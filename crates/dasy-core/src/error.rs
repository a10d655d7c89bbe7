//! Error type shared by every pipeline stage.

use thiserror::Error;

/// Failures that abort a redistribution run.
///
/// Every variant carries enough context (stage or table, plus the offending
/// key) to locate the bad input without re-running. Degenerate source units
/// (no populated area, no population) are not errors; they take the
/// area-weighted fallback in `redistribute`.
#[derive(Debug, Clone, PartialEq, Error)]
pub enum DasyError {
    #[error("invalid config: {field}: {reason}")]
    InvalidConfig { field: String, reason: String },

    #[error("schema mismatch: table `{table}` has no column `{column}`")]
    SchemaMismatch { table: String, column: String },

    #[error("orphan target unit {target_id}: source unit {source_id} not in source table")]
    OrphanTargetUnit { target_id: i64, source_id: i64 },

    #[error("duplicate key {key} in table `{table}`")]
    DuplicateKey { table: String, key: i64 },

    #[error("invalid value in table `{table}`, {}, column `{column}`: {reason}", locate(.row, .key))]
    InvalidValue {
        table: String,
        row: usize,
        /// `Value` id of the row, when it could be read.
        key: Option<i64>,
        column: String,
        reason: String,
    },

    #[error("estimates for source unit {source_id} overflow; population cannot be redistributed")]
    NonFiniteEstimate { source_id: i64 },
}

fn locate(row: &usize, key: &Option<i64>) -> String {
    match key {
        Some(key) => format!("key {key} (row {row})"),
        None => format!("row {row}"),
    }
}

impl DasyError {
    pub(crate) fn config(field: impl Into<String>, reason: impl Into<String>) -> Self {
        Self::InvalidConfig { field: field.into(), reason: reason.into() }
    }

    pub(crate) fn value(
        table: &str,
        row: usize,
        column: &str,
        reason: impl Into<String>,
    ) -> Self {
        Self::InvalidValue {
            table: table.to_owned(),
            row,
            key: None,
            column: column.to_owned(),
            reason: reason.into(),
        }
    }

    /// Attach the row's id to an `InvalidValue`; other variants pass through.
    pub(crate) fn with_key(mut self, id: i64) -> Self {
        if let Self::InvalidValue { key, .. } = &mut self {
            *key = Some(id);
        }
        self
    }
}

pub type Result<T> = std::result::Result<T, DasyError>;
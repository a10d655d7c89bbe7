//! Dasymetric redistribution tool.
//!
//! Reads the intersected target-unit table and the source-unit population
//! table exported by the geoprocessing layer, redistributes population, and
//! writes three tables back: per target unit, per source unit, per class.
//! Output: {output}/target_units.json, source_units.json, class_densities.json

use std::fs;
use std::path::{Path, PathBuf};

use anyhow::{bail, Context, Result};
use clap::Parser;
use dasy_core::pipeline::DEFAULT_TOLERANCE;
use dasy_core::{check_conservation, Dasymetric, DasyResult, OutputTables, RunConfig, Table};
use serde::de::DeserializeOwned;
use tracing::info;
use tracing_subscriber::filter::EnvFilter;

// ── CLI ───────────────────────────────────────────────────────────────────────

#[derive(Parser, Debug)]
#[command(name = "dasymetric", about = "Redistribute source-unit population over ancillary classes")]
struct Args {
    /// Target-unit table (source unit × ancillary class intersections).
    #[arg(short, long)]
    targets: PathBuf,

    /// Source-unit population table.
    #[arg(short, long)]
    sources: PathBuf,

    /// Run config JSON (preset densities, thresholds, column names).
    #[arg(short, long)]
    config: Option<PathBuf>,

    /// Output directory for the three result tables.
    #[arg(short, long, default_value = "data/dasymetric")]
    output: PathBuf,

    /// Override: minimum representative source units per sampled class.
    #[arg(long)]
    min_sample: Option<u32>,

    /// Override: target units must exceed this many cells to be sampled.
    #[arg(long)]
    min_sampling_area: Option<u64>,

    /// Override: share of populated area one class must cover, (0, 1].
    #[arg(long)]
    percent_threshold: Option<f64>,

    /// Override: source unit id column of the target table.
    #[arg(long)]
    source_id_column: Option<String>,

    /// Override: ancillary class column of the target table.
    #[arg(long)]
    class_column: Option<String>,

    /// Override: population column of the source table.
    #[arg(long)]
    population_column: Option<String>,

    /// Maximum relative conservation error tolerated per source unit.
    #[arg(long, default_value_t = DEFAULT_TOLERANCE)]
    tolerance: f64,

    /// Logging filter in EnvFilter syntax, e.g. "debug" or "info,dasy_core=debug".
    #[arg(long, default_value = "info")]
    log_level: String,
}

impl Args {
    /// Command-line values take precedence over the config file.
    fn apply_overrides(&self, run: &mut RunConfig) {
        if let Some(v) = self.min_sample {
            run.min_sample = v;
        }
        if let Some(v) = self.min_sampling_area {
            run.min_sampling_area = v;
        }
        if let Some(v) = self.percent_threshold {
            run.percent_threshold = v;
        }
        if let Some(v) = &self.source_id_column {
            run.schema.source_unit_id_column = v.clone();
        }
        if let Some(v) = &self.class_column {
            run.schema.ancillary_class_column = v.clone();
        }
        if let Some(v) = &self.population_column {
            run.schema.population_count_column = v.clone();
        }
    }
}

// ── I/O helpers ───────────────────────────────────────────────────────────────

fn read_json<T: DeserializeOwned>(path: &Path) -> Result<T> {
    let text = fs::read_to_string(path).with_context(|| format!("reading {}", path.display()))?;
    serde_json::from_str(&text).with_context(|| format!("parsing {}", path.display()))
}

/// Every table is staged next to its destination before any is renamed into
/// place, so a failed write leaves the previous outputs untouched.
fn write_tables(out_dir: &Path, tables: &OutputTables) -> Result<()> {
    fs::create_dir_all(out_dir).with_context(|| format!("creating {}", out_dir.display()))?;
    let outputs = [
        ("target_units.json", &tables.targets),
        ("source_units.json", &tables.sources),
        ("class_densities.json", &tables.classes),
    ];

    let mut staged = Vec::with_capacity(outputs.len());
    for (name, table) in outputs {
        let tmp = out_dir.join(format!(".{name}.tmp"));
        let written = serde_json::to_string_pretty(table)
            .map_err(anyhow::Error::from)
            .and_then(|text| fs::write(&tmp, text).with_context(|| format!("writing {}", tmp.display())));
        if let Err(e) = written {
            for (tmp, _) in &staged {
                fs::remove_file(tmp).ok();
            }
            fs::remove_file(&tmp).ok();
            return Err(e);
        }
        staged.push((tmp, out_dir.join(name)));
    }

    for (tmp, path) in staged {
        fs::rename(&tmp, &path).with_context(|| format!("renaming {} to {}", tmp.display(), path.display()))?;
        eprintln!("  -> {}", path.display());
    }
    Ok(())
}

fn print_summary(result: &DasyResult) {
    eprintln!(
        "\n{:>8} {:>8} {:>12} {:>12} {:>10} {:>12}",
        "Class", "Method", "SumPop", "SumArea", "Sampled", "Density"
    );
    eprintln!("{}", "-".repeat(67));
    for c in &result.classes {
        let sampled = c.sampled_density.map_or_else(|| "-".to_owned(), |d| format!("{d:.4}"));
        eprintln!(
            "{:>8} {:>8} {:>12.1} {:>12.1} {:>10} {:>12.4}",
            c.class_code, c.method, c.sum_population, c.sum_populated_area, sampled, c.class_density
        );
    }
}

fn init_logging(level: &str) {
    let env_filter = EnvFilter::try_from_default_env()
        .or_else(|_| match EnvFilter::try_new(level) {
            Ok(filter) => Ok(filter),
            Err(e) => {
                eprintln!("invalid log filter: {level}, using info, err is: {e}");
                EnvFilter::try_new("info")
            }
        })
        .unwrap_or_else(|_| EnvFilter::new("info"));

    if let Err(e) = tracing_subscriber::fmt()
        .with_env_filter(env_filter)
        .with_target(true)
        .with_writer(std::io::stderr)
        .try_init()
    {
        eprintln!("failed to init logger: {e}");
    }
}

/// Load, run, verify. Returns the result and tables only if every check passes.
fn run(args: &Args) -> Result<(DasyResult, OutputTables)> {
    let mut run_config: RunConfig = match &args.config {
        Some(path) => read_json(path)?,
        None => RunConfig::default(),
    };
    args.apply_overrides(&mut run_config);
    let pipeline = Dasymetric::from_run_config(&run_config).context("validating run config")?;

    let target_table: Table = read_json(&args.targets)?;
    let source_table: Table = read_json(&args.sources)?;
    info!(targets = target_table.len(), sources = source_table.len(), "tables loaded");

    let (result, tables) = pipeline
        .run_tables(&target_table, &source_table, &run_config.schema)
        .context("redistributing population")?;

    let report = check_conservation(&result);
    if !report.holds(args.tolerance) {
        bail!(
            "population not conserved: max relative error {:.3e} (source {:?}), {} source units without target units",
            report.max_error,
            report.worst_source,
            report.unplaced.len()
        );
    }
    info!(checked = report.checked, max_error = report.max_error, "conservation verified");
    Ok((result, tables))
}

// ── main ──────────────────────────────────────────────────────────────────────

fn main() -> Result<()> {
    let args = Args::parse();
    init_logging(&args.log_level);

    let (result, tables) = run(&args)?;
    print_summary(&result);
    write_tables(&args.output, &tables)?;

    eprintln!(
        "\nDone. {} target units, {} source units, {} classes.",
        tables.targets.len(),
        tables.sources.len(),
        tables.classes.len()
    );
    Ok(())
}

// ── Unit tests ────────────────────────────────────────────────────────────────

# # #

• [Work task]:
Show the lines of the records that include the string "classes".

• [Your solution]:
#[command(name = "dasymetric", about = "Redistribute source-unit population over ancillary classes")]
        ("class_densities.json", &tables.classes),
    for c in &result.classes {
        "\nDone. {} target units, {} source units, {} classes.",
        tables.classes.len()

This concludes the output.